JAMIE WING, as Personal Representative of the ESTATE OF CALVIN D. PARKER, Petitioner-Appellee, v. CORWIN L. PARKER and COLEEN PARKER, Co-trustees of the THORNTON E. PARKER LIVING TRUST and CECIL M. PARKER LIVING TRUST, Respondents-Appellants.


If this opinion indicates that it is "FOR PUBLICATION," it is subject to revision until final publication in the Michigan Appeals Reports. UNPUBLISHED Shiawassee Probate Court
LC No. 16-036896-CZ Before: BORRELLO, P.J., and O'BRIEN and CAMERON, JJ. PER CURIAM.

Respondents, co-trustees of the Thornton E. Parker Living Trust and Cecil M. Parker Living Trust (the Trusts), appeal as of right the trial court's order denying their request for sanctions against petitioner Jamie Wing, who is the personal representative for the estate of respondents' brother, Calvin Parker. The same order required an additional distribution of $17,485.73 from the Trusts to petitioners, which represented ? of the $52,457.19 in attorney fees erroneously charged to the Trusts by respondents. The order further disallowed respondents' request for trustee fees, and ruled that there would be no offset for excess distributions that Calvin allegedly received during his lifetime. We affirm in part, vacate in part, and remand for further proceedings.

I. BACKGROUND

The underlying facts of this case are relatively straightforward. As the case developed, however, it became convoluted. Along the way, the parties participated in a three-day jury trial. That trial ended with the jury awarding both sides' attorney fees, but declining to award any damages. After trial, the parties continued filing motions, and new disagreements cropped up. Eventually, over a year after trial ended, the trial court entered the judgment that is now on appeal. The issues on appeal largely developed during the year between the end of trial and the entering of final judgment, as will become evident.

In 1991, Thornton Parker established the Thornton E. Parker Living Trust, and Cecil Parker established the Cecil M. Parker Living Trust. The Trusts provided that upon the death of Cecil or Thornton, whichever occurred last, the trustees would divide the Trusts into equal shares for each of their children: Calvin, Corwin, and Coleen. Each share would be held as a separate trust for that child. If one of the children died, the trustees could pay the expenses of his or her last illness, burial, and all taxes, expenses, trustee fees, and attorney fees. After that, they were to distribute the remainder of that child's share of the Trusts in accordance with the child's will "provided that the Will [made] specific reference to the trust estate," or if the child had no will, or if within one month, the trustees had no notice of the existence of a will, the trustees were to distribute the remainder of the child's share to the child's then-living children.

Thornton passed away in late 1991, and Cecil passed away in 1997. Thereafter, Calvin and Corwin served as co-trustees of the Trusts, but they decided not to divide the Trusts into separate shares for each child. Calvin died in July 2014, and Coleen replaced him as co-trustee. Surviving Calvin were his wife and five children, one of whom is petitioner. Petitioner was named personal representative of Calvin's estate.

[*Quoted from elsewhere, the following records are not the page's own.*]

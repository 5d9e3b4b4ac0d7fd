//! Error types for cut sheet computations.

use thiserror::Error;

/// Result type for cut sheet operations.
pub type Result<T> = std::result::Result<T, Error>;

/// Errors that can occur while building a slope profile.
#[derive(Error, Debug, Clone, PartialEq)]
pub enum Error {
    /// Station increment was zero, negative or not a number.
    #[error("invalid increment {0}: must be greater than zero")]
    InvalidIncrement(f64),

    /// Begin and end stations coincide so the slope is undefined.
    #[error("begin and end station are equal; slope is undefined")]
    DivisionByZero,

    /// A custom station token could not be parsed as a number.
    #[error("invalid station value {token:?}")]
    Parse { token: String },
}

In February 2016, petitioner filed a complaint/petition for accounting of the Trusts. In Count I, petitioner requested an order compelling respondents to provide petitioner an accounting of the Trusts. In Count II, petitioner alleged various breach-of-trust claims against respondents as trustees of the Trusts. Petitioner requested (1) damages for the breaches of the fiduciary duties, (2) the court to remove Corwin and Coleen as trustees, and (3) the court "[t]o order proper distribution of income and of assets of the Trusts[.]"

In October 2017, petitioner moved for summary disposition on her breach-of-trust claims. At the hearing on petitioner's motion, she clarified that, in addition to her request for damages on her breach-of-trust claims, she was requesting attorney fees for having to review respondents' accounting of the trust. Petitioner argued that she was entitled to such fees because her reviewing the accounting was necessary to ensure that respondents fulfilled their obligations to the Trusts, even though she found no evidence of wrongdoing. Petitioner also asked the trial court to deny respondents' trustee fees and attorney fees, arguing that they were not appropriate in light of respondents' alleged breaches of trust.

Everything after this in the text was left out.